Teachers can cultivate a sense of self-efficacy in students by believing in all students regardless of their grades. However, many teachers alienate students who get low grades and give more attention to students that get high grades. On the other hand, many parents promise to take their children to college only if they get high grades. This motivates students to cheat in order to gain entry into college.
It is important for teachers and parents to find the weaknesses and strengths of all students and help them to exploit their potential. Sidelining some students is wrong and a good enough reason to cheat.
Another reason that explains why students teach is poor leaning and teaching methods (Davis et al.44). Good learning methods involve movements, inventions, creativity, discussions, and interactions. These methods improve comprehension among students and facilitate proper sharing of knowledge. However, many teachers find these methods tedious and time-consuming.
The aftermath is resentment form students because the teachers use methods that make learning boring. People learning through various methods. In addition, different students have different learning needs (McCabe et al. 56). Therefore, using a single teaching method does not serve the needs of all students. Some students develop a negative attitude towards learning and their teacher.
These students are likely to cheat in exams. Teachers should evaluate their students in order to develop teaching methods that cater to them all (McCabe et al. 58). Otherwise, some students might feel neglected in case they fail to comprehend certain subjects or disciplines.
Finally, students cheat because of laziness and lack of focus.
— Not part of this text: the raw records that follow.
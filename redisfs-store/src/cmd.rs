// Copyright 2025 OPPO.
//
// Licensed under the Apache License, Version 2.0 (the "License");
// you may not use this file except in compliance with the License.
// You may obtain a copy of the License at
//
//     http://www.apache.org/licenses/LICENSE-2.0
//
// Unless required by applicable law or agreed to in writing, software
// distributed under the License is distributed on an "AS IS" BASIS,
// WITHOUT WARRANTIES OR CONDITIONS OF ANY KIND, either express or implied.
// See the License for the specific language governing permissions and
// limitations under the License.

//! The backing store command vocabulary, modelled as data so that
//! implementations can translate or interpret it.

#[derive(Debug, Clone, PartialEq, Eq)]
pub enum Command {
    Get(String),

    // Set a string key to a raw byte value.
    Set(String, Vec<u8>),

    MSet(Vec<(String, Vec<u8>)>),

    MGet(Vec<String>),

    Del(Vec<String>),

    // Append bytes to the end of a string key.
    Append(String, Vec<u8>),

    // Overwrite bytes starting at an offset, zero padding any gap.
    SetRange(String, u64, Vec<u8>),

    // Read the inclusive byte range [start, end] of a string key.
    GetRange(String, u64, u64),

    // Atomic integer increment, creating the key at 0 when absent.
    Incr(String),

    IncrBy(String, i64),

    // Set operations over the members of a set key.
    SAdd(String, String),

    SRem(String, String),

    SMembers(String),

    // Key enumeration and type introspection, used by the snapshot tool.
    Keys(String),

    Type(String),
}

#[derive(Debug, Clone, PartialEq, Eq)]
pub enum Reply {
    Nil,

    Ok,

    Int(i64),

    Data(Vec<u8>),

    Status(String),

    Array(Vec<Reply>),
}

impl Reply {
    // Integer reply, or a decimal ASCII string reply.
    // Any other shape reads as absent.
    pub fn as_i64(&self) -> Option<i64> {
        match self {
            Reply::Int(v) => Some(*v),
            Reply::Data(v) => std::str::from_utf8(v).ok()?.parse().ok(),
            _ => None,
        }
    }

    pub fn as_bytes(&self) -> Option<&[u8]> {
        match self {
            Reply::Data(v) => Some(v),
            _ => None,
        }
    }

    pub fn into_bytes(self) -> Option<Vec<u8>> {
        match self {
            Reply::Data(v) => Some(v),
            _ => None,
        }
    }

    pub fn as_str(&self) -> Option<&str> {
        match self {
            Reply::Status(v) => Some(v),
            Reply::Data(v) => std::str::from_utf8(v).ok(),
            _ => None,
        }
    }

    pub fn into_array(self) -> Option<Vec<Reply>> {
        match self {
            Reply::Array(v) => Some(v),
            _ => None,
        }
    }
}

#[cfg(test)]
mod tests {
    use crate::Reply;

    #[test]
    fn lenient_accessors() {
        assert_eq!(Reply::Int(7).as_i64(), Some(7));
        assert_eq!(Reply::Data(b"42".to_vec()).as_i64(), Some(42));
        assert_eq!(Reply::Data(b"x42".to_vec()).as_i64(), None);
        assert_eq!(Reply::Nil.as_i64(), None);
        assert_eq!(Reply::Status("PONG".to_string()).as_str(), Some("PONG"));
    }
}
According to Parker, students cheat because of lack f goo morals and laziness. According to Parker,
“A startling number attributed variously to the laziness of today’s students, their lack of a moral compass, or the demands of a hypercompetitive society.” (McCabe et al. 59)
She further argues that society demands much of students. This leads to cheating because students feel under pressure to perform well. Laziness is common among students. Students who waste their time on unimportant things have little time to study and do their homework (McCabe et al. 62).
They are unprepared during exams and result to cheating in order to perform well. On the other hand, many employees determine the capabilities of potential employees based on their grades. This motivates students to cheat in order to get high grades.
Reasons for cheating include lack of self-confidence in one’s ability to perform well, pressure from parents and teachers, and poor teaching methods that do not fulfill the learning needs of all students. In addition, many learning institutions place great value on grades rather than the acquisition of knowledge. Cheating is a common phenomenon among students at different levels of learning.
More research needs to be conducted in order to ascertain why students cheat. Further research is necessary because different students cheat for various reasons. Moreover, it is important for teachers to lay more emphasis on the acquisition of knowledge and skills rather than good grades.
Students have different learning needs that are satisfied using different teaching and learning methods. Teachers should evaluate their students in order to determine the most important teaching methods that cater to the learning needs of all students.
Davis, Stephen, Drinan Patrick, and Gallant Tricia. Cheating in School: What We Know and What We Can Do. New York: John Wiley & Sons, 2011. Print.
McCabe, Donald, Butterfield Kenneth, and Trevino Linda. Cheating in College: Why Students Do It and What Educators Can Do About It. New York: JHU Press, 2012. Print.